Start-ups as Experiments

William R. Kerr, Ramana Nanda, and Matthew Rhodes-Kropf write,

The costs of running experiments play a big role in entrepreneurship. Technological change in the laqst decade has dramatically lowered these costs, particularly in industries that have benefited from the emergence of the Internet

Right. But then why do we see the decline in the rate of start-up formation that I have discussed in other recent posts?

Later, they write,

Large corporations…often find it difficult to terminate experiments that aren’t working out.

Right again. And government is even worse at terminating failed experiments, of course.

I have to say that I found little in this article that wasn’t obvious to me before.

Others on the Aging of U.S. Firms

Ryan Decker, John Haltiwanger, Ron Jarmin, and Javier Miranda write,

the typical young firm (as captured by the median) exhibits little or no growth even conditional on survival…however, among all the young firms, a few do exhibit very high rates of growth which yields a high mean growth rate.

Later,

the annual startup rate declined from an average of 12.0 percent in the late 1980s to an average of 10.6 percent just before the Great Recession, when it plummeted below 8 percent.

Still later,

firms aged five years or less made up about 47 percent of all firms in the late 1980s, but this number declined to 39 percent of all firms before the start of the Great Recession, and has declined further since then.

They point to one factor that I had thought of, which is that large retailers are reducing entrepreneurial activity in the “mom and pop” sector.

They also point to the possibility that startups now must spend more resources assembling a trained work force. That sounds to me like an intriguing notion. It might be the case that older, more experienced firms are better able to take advantage of the Great Factor-Price Equalization.

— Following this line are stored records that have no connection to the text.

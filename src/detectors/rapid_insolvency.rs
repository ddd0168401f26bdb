//! Rapid insolvency detector
//!
//! Cross-references insolvency cases with the KVK register and flags
//! companies that were declared insolvent within `rapid_days` of their
//! earliest registered activity.

use crate::sources::insolvency::InsolvencyRecord;
use crate::sources::kvk::KvkProfile;
use chrono::NaiveDate;
use std::collections::BTreeMap;
use tracing::info;

/// Default window: three years
pub const DEFAULT_RAPID_DAYS: i64 = 3 * 365;

/// A company that went insolvent shortly after registration
#[derive(Debug, Clone, PartialEq)]
pub struct RapidInsolvency {
    pub kvk_number: String,
    pub company_name: String,
    pub registration_date: NaiveDate,
    /// Pronouncement date as published
    pub insolvency_date: String,
    pub days_to_insolvency: i64,
    /// Sorted activity codes joined with `,`
    pub sbi_codes: String,
    pub postcode: String,
    pub address: String,
    pub city: String,
    pub case_number: String,
}

/// Result of the cross reference
#[derive(Debug, Clone, Default)]
pub struct CrossReference {
    /// Insolvency records whose KVK number is in the register
    pub matched: usize,
    /// Sorted by days to insolvency, ascending
    pub rapid: Vec<RapidInsolvency>,
}

/// Parse a publication date (`YYYY-MM-DD`, optionally followed by a time)
pub fn parse_publication_date(raw: &str) -> Option<NaiveDate> {
    let s = raw.trim();
    let s = s.get(..10).unwrap_or(s);
    NaiveDate::parse_from_str(s, "%Y-%m-%d").ok()
}

pub struct RapidInsolvencyDetector {
    rapid_days: i64,
}

impl RapidInsolvencyDetector {
    pub fn new(rapid_days: i64) -> Self {
        Self { rapid_days }
    }

    pub fn detect(
        &self,
        profiles: &BTreeMap<String, KvkProfile>,
        records: &[InsolvencyRecord],
    ) -> CrossReference {
        let mut result = CrossReference::default();

        for record in records {
            let Some(profile) = profiles.get(&record.kvk_number) else {
                continue;
            };
            result.matched += 1;

            let (Some(registered), Some(insolvent)) = (
                profile.earliest_start,
                parse_publication_date(&record.pronouncement_date),
            ) else {
                continue;
            };

            let days = (insolvent - registered).num_days();
            if days <= 0 || days > self.rapid_days {
                continue;
            }

            result.rapid.push(RapidInsolvency {
                kvk_number: record.kvk_number.clone(),
                company_name: record.name.clone(),
                registration_date: registered,
                insolvency_date: record.pronouncement_date.clone(),
                days_to_insolvency: days,
                sbi_codes: profile
                    .sbi_codes
                    .iter()
                    .map(String::as_str)
                    .collect::<Vec<_>>()
                    .join(","),
                postcode: record.postcode.clone(),
                address: record.address(),
                city: record.city.clone(),
                case_number: record.case_number.clone(),
            });
        }

        result.rapid.sort_by_key(|r| r.days_to_insolvency);
        info!(
            "Matched {} insolvency records to KVK data, {} within {} days",
            result.matched,
            result.rapid.len(),
            self.rapid_days
        );
        result
    }
}

impl Default for RapidInsolvencyDetector {
    fn default() -> Self {
        Self::new(DEFAULT_RAPID_DAYS)
    }
}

In any event, it is probably hard to find a profitable strategy that involves creating lots of new jobs for unskilled workers in the U.S.

Let me also propose a New Commanding Heights explanation. The economy is shifting inexorably toward a larger share of spending on education and health care. Those are sectors where it is relatively hard to create a successful start-up. Do you compete against the incumbents, which have huge advantages in terms of reputation and government suppport? Or do you try to sell to the incumbents, in which case you have to overcome their bureaucracy?

Sure, there are lots of start-ups in education and health care. But my guess is that if you could come up with a way to measure the amount of effort required to be successful in a start-up, that amount would be higher in education and health care than in sectors, such as manufactured goods, on which the share of spending is declining.

Remember this story?

Health is just so heavily regulated, it’s just a painful business to be in. It’s just not necessarily how I want to spend my time. Even though we do have some health projects, and we’ll be doing that to a certain extent. But I think the regulatory burden in the U.S. is so high that I think it would dissuade a lot of entrepreneurs.

If demand shifts to sectors where entrepreneurship is harder, the rate of entrepreneurship is going to decline.

Robert Litan on the Aging of U.S. Firms

He writes,

In a study just published on the Brookings Institution’s Web site, Ian Hathaway and I found that the share of mature firms, or those at least 16 years old, rose 50 percentage points between 1992 and 2011, from 23% to 34% of all firms in the U.S. economy. Not surprisingly, the share of all private-sector workers employed in such mature firms rose over the same time, from 60% to 72%.

This is, of course, the opposite of what I would expect, given the stimulus to entrepreneurship provided by the Internet. I would like to see more discussion of this finding on other economics blogs.

Robert Doar on the Ryan Plan

He says,

He left out Medicaid, I think, because he recognizes that he couldn’t commit to preserving funding levels for it because it’s unrealistic as a fiscal matter. Unless we address Medicaid’s spending trajectory, we won’t be able to address our fiscal problems.

In other words, if he folds Medicaid in with other anti-poverty programs, he either has to cut the total amount spent on poverty or leave in place a fiscal doomsday machine. I’ll have to think about that argument.